Kurt Vile Loves His Country

The Philly rocker on ad-libbing, outrunning the Parking Authority, and his latest collection of woozy, boozy jams.


Photograph by Colin Lenton

The Rundown
Age: 38
Occupation: Singer, songwriter, guitarist, occasional comedian.
Notable gigs: Coachella, Bonnaroo, Portlandia, HBO’s Animals, Marc Maron’s WTF podcast.
Honors: Philly’s Liberty Bell Award; a Fishtown mural by artist Steve “ESPO” Powers.
Key collaborators: Aussie troubadour Courtney Barnett, Saharan Tuareg group Tinariwen, indie rock guitar gods J Mascis and Kim Gordon.
Skateboard: An old Ed Templeton favorite.
Latest feat: Bottle It In, his eighth album, due this month.


I see you’re wearing a Highwaymen shirt. You do a cover of Charlie Rich’s “Rollin’ with the Flow” on your new album. I guess you’ve got country on your mind.
I grew up reading all the rock bios, and they’re all awesome, but once you get to the country dudes — they’re way crazier. You can’t fuck with them. They just can play. A lot of rock-and-roll is a bunch of posing, you know?

That Charlie Rich song really fits your punch-drunk, laid-back aesthetic.
It had that kind of swagger that I wanted to try. We just shaved a little bit of the cheese off. And added our own, I guess.

You’ve worked with an impressive range of artists. Who’s left on your bucket list?
I would definitely love to play some kind of music with Neil Young. I’ve met him multiple times. I played with his backing band, Promise of the Real, recently, and that was awesome. They backed me up on a couple jams on Willie Nelson’s ranch.

You grew up around here, and you recently moved from Northern Liberties to Mount Airy. Are you a Philly lifer?
I’m all about my roots, you know. I like the idea of owning multiple houses in multiple places, but I’d have to get rich first.

What’s it like to be one of the few living Philadelphians with a mural?
I can be jokingly cocky about it, or I can just feel proud. It’s an awesome mural.

Do you feel like a rock star?
I know I’m some form of a rock star, but it’s not like Guns N’ Roses or something. There’s a new kind of rock star.

The video for “Loading Zones” stars actor Kevin Corrigan and musician Matt Korvette as hapless meter readers trying to ticket your car all over Philly. Think the PPA will appreciate it?
If they have any sort of sense of humor, they will. Either way, it’s a statement. And you know, it’s not like “Cop Killer” or something.

Is the song based on experience?
Well, Northern Liberties is pretty brutal nowadays. That’s part of why we had to move — because of the condos, the overbuilding. They really gotta do something about that parking scenario in Northern Liberties.

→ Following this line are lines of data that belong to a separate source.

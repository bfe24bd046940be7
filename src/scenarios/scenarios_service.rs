use std::collections::HashMap;

use chrono::{Months, NaiveDate, Utc};
use log::debug;
use uuid::Uuid;

use crate::scenarios::result_cache::{changes_content_hash, ScenarioResultCache};
use crate::scenarios::scenarios_model::{
    ChangeFrequency, ChangeKind, KeyMetrics, ScenarioChange, ScenarioComparison, ScenarioResult,
    ScenarioStanding, TimelineEvent, TimelineEventKind, WhatIfScenario,
};
use crate::snapshot::FinancialSnapshot;

/// Recurring changes with no end date are clipped this many months past
/// the projection anchor.
const PROJECTION_MONTHS: u32 = 12;

const BASE_RISK_SCORE: i32 = 5;
const BASE_PROBABILITY: i32 = 70;
/// Any single change above this magnitude bumps the risk score.
const LARGE_CHANGE_THRESHOLD: f64 = 1000.0;

/// Running totals a projection is reduced to before metrics fall out.
#[derive(Debug, Clone, Copy)]
struct ProjectionTotals {
    income: f64,
    expenses: f64,
    debt: f64,
    /// Asset value added outside the cash flow (investment changes).
    extra_assets: f64,
}

impl ProjectionTotals {
    fn from_snapshot(snapshot: &FinancialSnapshot) -> Self {
        ProjectionTotals {
            income: snapshot.total_income(),
            expenses: snapshot.total_expenses(),
            debt: snapshot.total_debt(),
            extra_assets: 0.0,
        }
    }

    fn net_worth(&self, starting_balance: f64) -> f64 {
        starting_balance + self.income - self.expenses - self.debt + self.extra_assets
    }

    /// Assets before liabilities, used for the emergency-fund figure.
    fn net_assets(&self, starting_balance: f64) -> f64 {
        starting_balance + self.income - self.expenses + self.extra_assets
    }

    fn metrics(&self, starting_balance: f64) -> KeyMetrics {
        // Snapshot totals are the annualized figures.
        let monthly_cash_flow = (self.income - self.expenses) / 12.0;
        let monthly_income = self.income / 12.0;
        let monthly_expenses = self.expenses / 12.0;

        let savings_rate = if self.income > 0.0 {
            (self.income - self.expenses) / self.income * 100.0
        } else {
            0.0
        };
        let debt_to_income = if monthly_income > 0.0 {
            self.debt / monthly_income * 100.0
        } else {
            0.0
        };
        let emergency_fund_months = if monthly_expenses > 0.0 {
            self.net_assets(starting_balance) / monthly_expenses
        } else {
            0.0
        };

        KeyMetrics {
            monthly_cash_flow,
            savings_rate,
            debt_to_income,
            emergency_fund_months,
        }
    }
}

/// The date the projection window and timeline hang off: the earliest
/// modified change, or the scenario's creation date when there are no
/// changes.
fn projection_anchor(scenario: &WhatIfScenario) -> NaiveDate {
    scenario
        .modified_changes
        .iter()
        .map(|c| c.start_date)
        .min()
        .unwrap_or_else(|| scenario.created_at.date_naive())
}

/// Dates a change fires on. The projection window end is exclusive, so
/// a monthly change with no end date yields exactly twelve occurrences
/// per projected year; an explicit end date is inclusive.
fn change_occurrences(change: &ScenarioChange, window_end: NaiveDate) -> Vec<NaiveDate> {
    let step = match change.frequency {
        ChangeFrequency::OneTime => {
            if change.start_date < window_end {
                return vec![change.start_date];
            }
            return Vec::new();
        }
        ChangeFrequency::Monthly => 1,
        ChangeFrequency::Quarterly => 3,
        ChangeFrequency::Yearly => 12,
    };

    let mut dates = Vec::new();
    let mut index = 0u32;
    loop {
        let Some(date) = change
            .start_date
            .checked_add_months(Months::new(index * step))
        else {
            break;
        };
        if date >= window_end {
            break;
        }
        if change.end_date.is_some_and(|end| date > end) {
            break;
        }
        dates.push(date);
        index += 1;
    }
    dates
}

/// Months of positive cash flow needed to clear `balance`. `None` when
/// the balance can never clear at the given cash flow.
fn months_until_cleared(balance: f64, monthly_cash_flow: f64) -> Option<f64> {
    if balance <= 0.0 {
        return Some(0.0);
    }
    if monthly_cash_flow <= 0.0 {
        return None;
    }
    Some((balance / monthly_cash_flow).ceil())
}

/// Compute a scenario's impact against the snapshot baseline.
///
/// Pure function of `(snapshot, scenario.modified_changes, created_at)`:
/// repeatable, no hidden state. Malformed inputs degrade to neutral
/// defaults rather than failing.
pub fn calculate_scenario_impact(
    snapshot: &FinancialSnapshot,
    scenario: &WhatIfScenario,
) -> ScenarioResult {
    let anchor = projection_anchor(scenario);
    let window_end = anchor
        .checked_add_months(Months::new(PROJECTION_MONTHS))
        .unwrap_or(anchor);

    let baseline = ProjectionTotals::from_snapshot(snapshot);
    let mut modified = baseline;

    let mut timeline = vec![TimelineEvent {
        date: anchor,
        kind: TimelineEventKind::Milestone,
        amount: 0.0,
        description: "Scenario start".to_string(),
        category: None,
    }];

    for change in &scenario.modified_changes {
        let occurrences = change_occurrences(change, window_end);
        let contribution = change.amount * occurrences.len() as f64;

        match change.kind {
            ChangeKind::Income => modified.income += contribution,
            ChangeKind::Expense => modified.expenses += contribution,
            ChangeKind::Debt => modified.debt += contribution,
            ChangeKind::Investment => modified.extra_assets += contribution,
            // Goal contributions earmark funds rather than create or
            // destroy wealth; they only show on the timeline.
            ChangeKind::Goal => {}
        }

        for date in occurrences {
            timeline.push(TimelineEvent {
                date,
                kind: change.kind.into(),
                amount: change.amount,
                description: change.name.clone(),
                category: change.category.clone(),
            });
        }
    }

    timeline.sort_by_key(|e| e.date);

    let baseline_metrics = baseline.metrics(snapshot.starting_balance);
    let modified_metrics = modified.metrics(snapshot.starting_balance);
    let net_worth_impact =
        modified.net_worth(snapshot.starting_balance) - baseline.net_worth(snapshot.starting_balance);

    let mut goal_timeline_changes = HashMap::new();
    for goal in snapshot.goals.iter().filter(|g| !g.is_completed) {
        let remaining = goal.remaining_amount();
        let shift = match (
            months_until_cleared(remaining, baseline_metrics.monthly_cash_flow),
            months_until_cleared(remaining, modified_metrics.monthly_cash_flow),
        ) {
            (Some(before), Some(after)) => (after - before) as i32,
            _ => 0,
        };
        goal_timeline_changes.insert(goal.id.clone(), shift);
    }

    let debt_free_date_change = match (
        months_until_cleared(baseline.debt, baseline_metrics.monthly_cash_flow),
        months_until_cleared(modified.debt, modified_metrics.monthly_cash_flow),
    ) {
        (Some(before), Some(after)) => (after - before) as i32,
        _ => 0,
    };

    let mut risk = BASE_RISK_SCORE;
    let mut probability = BASE_PROBABILITY;
    for change in &scenario.modified_changes {
        match change.kind {
            ChangeKind::Debt => risk += 2,
            ChangeKind::Expense => risk += 1,
            ChangeKind::Income => probability -= 10,
            ChangeKind::Investment => probability -= 20,
            ChangeKind::Goal => {}
        }
        if change.amount.abs() > LARGE_CHANGE_THRESHOLD {
            risk += 1;
        }
    }

    ScenarioResult {
        net_worth_impact,
        goal_timeline_changes,
        debt_free_date_change,
        risk_score: risk.clamp(1, 10) as u8,
        probability: probability.clamp(0, 100) as u8,
        key_metrics: modified_metrics,
        timeline,
    }
}

/// Builds, evaluates and ranks what-if scenarios over a financial
/// snapshot. Computation is pure; the service only adds the result
/// cache in front of it.
pub struct ScenarioService {
    result_cache: ScenarioResultCache,
}

impl ScenarioService {
    pub fn new() -> Self {
        ScenarioService {
            result_cache: ScenarioResultCache::new(),
        }
    }

    /// Pure construction; assigns the id and creation timestamp and
    /// computes nothing.
    pub fn create_scenario(
        &self,
        name: String,
        description: String,
        base_changes: Vec<ScenarioChange>,
        modified_changes: Vec<ScenarioChange>,
    ) -> WhatIfScenario {
        WhatIfScenario {
            id: Uuid::new_v4().to_string(),
            name,
            description,
            created_at: Utc::now(),
            base_changes,
            modified_changes,
        }
    }

    /// Cached wrapper around [`calculate_scenario_impact`]. A hit is
    /// only served while the scenario's `modified_changes` hash to the
    /// stored key, so edits invalidate wholesale.
    pub async fn impact_for(
        &self,
        snapshot: &FinancialSnapshot,
        scenario: &WhatIfScenario,
    ) -> ScenarioResult {
        let changes_hash = changes_content_hash(&scenario.modified_changes);
        if let Some(hit) = self.result_cache.get(&scenario.id, changes_hash).await {
            return hit;
        }

        let result = calculate_scenario_impact(snapshot, scenario);
        self.result_cache
            .set(scenario.id.clone(), changes_hash, result.clone())
            .await;
        result
    }

    /// Rank scenarios by projected net worth impact, best first.
    ///
    /// Missing results are filled lazily through the cache; existing
    /// ones are never recomputed. Equal impacts rank the earlier
    /// created scenario first.
    pub async fn compare_scenarios(
        &self,
        snapshot: &FinancialSnapshot,
        scenarios: &[WhatIfScenario],
    ) -> ScenarioComparison {
        let mut ranked = Vec::with_capacity(scenarios.len());
        for scenario in scenarios {
            let result = self.impact_for(snapshot, scenario).await;
            ranked.push(ScenarioStanding {
                scenario_id: scenario.id.clone(),
                name: scenario.name.clone(),
                created_at: scenario.created_at,
                result,
            });
        }

        ranked.sort_by(|a, b| {
            b.result
                .net_worth_impact
                .total_cmp(&a.result.net_worth_impact)
                .then_with(|| a.created_at.cmp(&b.created_at))
        });

        let best_scenario = ranked.first().map(|s| s.scenario_id.clone());
        let worst_scenario = ranked.last().map(|s| s.scenario_id.clone());

        let mut recommendations = Vec::new();
        if let Some(best) = ranked.first() {
            if best.result.net_worth_impact > 0.0 {
                recommendations.push(format!(
                    "Consider '{}': projected net worth impact of {:.2}",
                    best.name, best.result.net_worth_impact
                ));
            } else {
                recommendations
                    .push("No compared scenario improves projected net worth.".to_string());
            }
        }
        for standing in &ranked {
            if standing.result.risk_score > 7 {
                recommendations.push(format!(
                    "'{}' carries a high risk score of {}",
                    standing.name, standing.result.risk_score
                ));
            }
        }

        debug!(
            "compared {} scenarios, best: {:?}",
            ranked.len(),
            best_scenario
        );

        ScenarioComparison {
            ranked,
            best_scenario,
            worst_scenario,
            recommendations,
        }
    }

    /// Long-range monthly extension of a scenario's timeline with
    /// quarterly and yearly checkpoint markers. Purely derived.
    pub fn generate_timeline_projection(
        &self,
        scenario: &WhatIfScenario,
        years: u32,
    ) -> Vec<TimelineEvent> {
        let anchor = projection_anchor(scenario);
        let total_months = years.saturating_mul(12);
        let horizon_end = anchor
            .checked_add_months(Months::new(total_months))
            .unwrap_or(anchor);

        let mut timeline = vec![TimelineEvent {
            date: anchor,
            kind: TimelineEventKind::Milestone,
            amount: 0.0,
            description: "Scenario start".to_string(),
            category: None,
        }];

        for change in &scenario.modified_changes {
            for date in change_occurrences(change, horizon_end) {
                timeline.push(TimelineEvent {
                    date,
                    kind: change.kind.into(),
                    amount: change.amount,
                    description: change.name.clone(),
                    category: change.category.clone(),
                });
            }
        }

        for month in 1..=total_months {
            let Some(date) = anchor.checked_add_months(Months::new(month)) else {
                break;
            };
            if month % 12 == 0 {
                timeline.push(TimelineEvent {
                    date,
                    kind: TimelineEventKind::Milestone,
                    amount: 0.0,
                    description: format!("Year {} checkpoint", month / 12),
                    category: None,
                });
            } else if month % 3 == 0 {
                timeline.push(TimelineEvent {
                    date,
                    kind: TimelineEventKind::Milestone,
                    amount: 0.0,
                    description: format!("Quarter {} checkpoint", month / 3),
                    category: None,
                });
            }
        }

        timeline.sort_by_key(|e| e.date);
        timeline
    }
}

impl Default for ScenarioService {
    fn default() -> Self {
        Self::new()
    }
}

Your brother Paul has become a minor celebrity for his guerrilla business selling Jell-O shots outside music festivals and is the subject of a forthcoming documentary. Are you ready for “Jelloman” to become a household name?
I don’t think he’s gonna be a household name [laughs], but I’m ready for something. I’m ready for him to go to jail. Or not. Either one.

You’re known as a funny guy, and you proved it with your improv work on Portlandia, where you played Carrie Brownstein’s live-in roadie.
I’m really proud of Portlandia. That was, for me, the closest to being who I want to be. A natural, kind of understated, deadpan funny guy.

What would you do with your own live-in roadie?
Anything that involved sitting down and writing to somebody, they could take care of it. And they could open my beers, the way I did for Carrie. They could finish building my studio.

You used to record all of your music at home.
Yeah, I’m trying to get my technical chops back. That’s why the roadie would be helpful. We could record together.

Sounds like you need another Kurt Vile.
I don’t think anybody needs that.

Published as “Kurt Vile Loves His Country” in the October 2018 issue of Philadelphia magazine.